Gunmen belonging to a Mexican cartel planned to use a drone as a weapon by strapping an improvised explosive device to the popular flying tech. The new tactic was unveiled in a region seeing a sharp spike in cartel violence.

And they’re not shy about flexing their paramilitary muscles. The next-gen cartels are known to engage deliberately in pitched battle with infantry units, attack military convoys, and shoot down army helicopters.

“When instances of ‘open warfare’ break out in contested plazas and illicit economic zones, such as currently is taking place in Central Mexico, homicides go through the roof and cartel-military innovation kicks into high gear,” Bunker said. “We can expect to see additional weaponized drones appear in these highly contested [areas].”

Much of the cartels’ new hardware flows south from the U.S. border. Drones are easily available online or at retail outlets in the States. High-powered firearms—including those .50 caliber Barretts the cartels are so fond of—are often bought at gun stores by American citizens and delivered to the cartels in exchange for a bribe. Some estimates suggest as much as 95 percent of weapons enter Mexico from El Norte, although Bunker points out that black-market arms shipments also come from China, Eastern Europe, South Africa, and South Korea.

“Getting weapons and bulk cash across the [U.S.] border, however, is actually easier than you might imagine,” Bunker said. The same “trap cars” that smugglers use to bring illicit substances across the border going north are often loaded up with firepower for the return trip. These “vehicles have large volumes in them where items can be hidden—especially in the voids within their metal frames.”
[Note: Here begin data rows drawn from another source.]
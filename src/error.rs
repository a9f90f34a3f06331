//! # Errores del servidor
//! src/error.rs
//!
//! Taxonomía única de errores. Los errores de parsing y de transporte
//! abortan solo la conexión actual; los de rango y de lectura de contenido
//! se convierten en respuestas HTTP dentro del responder.

use thiserror::Error;

/// Errores que pueden ocurrir al procesar una conexión
#[derive(Debug, Error)]
pub enum HttpError {
    /// La request line no tiene método, target y versión
    #[error("Malformed request line: {0:?}")]
    MalformedRequestLine(String),

    /// Método fuera del conjunto soportado
    #[error("Unsupported HTTP method: {0}")]
    UnsupportedMethod(String),

    /// Línea de header sin `:`
    #[error("Malformed header line: {0:?}")]
    MalformedHeader(String),

    /// `Content-Length` que no es un entero decimal no negativo
    #[error("Invalid Content-Length: {0:?}")]
    InvalidContentLength(String),

    /// Header `Range` imposible de interpretar o de satisfacer
    #[error("Invalid range: {0}")]
    InvalidRange(String),

    /// Patrón de ruta que no compila como expresión regular
    #[error("Invalid route pattern {pattern:?}: {source}")]
    InvalidPattern {
        pattern: String,
        #[source]
        source: regex::Error,
    },

    /// Fallo de transporte o de disco
    #[error("I/O error: {0}")]
    Io(#[from] std::io::Error),

    /// Error lanzado por un handler mientras procesaba el request
    #[error("Request processing failed: {0}")]
    RequestProcessing(String),
}

impl HttpError {
    /// Indica si el error es culpa del cliente y merece un 400
    ///
    /// Los errores de I/O nunca generan respuesta: la conexión se descarta.
    pub fn is_client_error(&self) -> bool {
        matches!(
            self,
            HttpError::MalformedRequestLine(_)
                | HttpError::UnsupportedMethod(_)
                | HttpError::MalformedHeader(_)
                | HttpError::InvalidContentLength(_)
                | HttpError::InvalidRange(_)
        )
    }
}

/// Resultado con el error del crate
pub type Result<T> = std::result::Result<T, HttpError>;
Despite the rising body count in Mexico, and the plague of addictions and overdoses in the U.S., the leaders of both countries appear reluctant to accept “ethical responsibility” for the drugs-for-guns trade along the border.

“The counter argument on both sides is that the supplier—be it of weapons or narcotics—is simply fulfilling a demand that exists and it’s the junkies and sicarios [hitmen] who are ultimately at fault,” Bunker explained.

“So we have an ethical argument going up against the cold reality of street economics,” he said, “with money being made presently winning hands down.”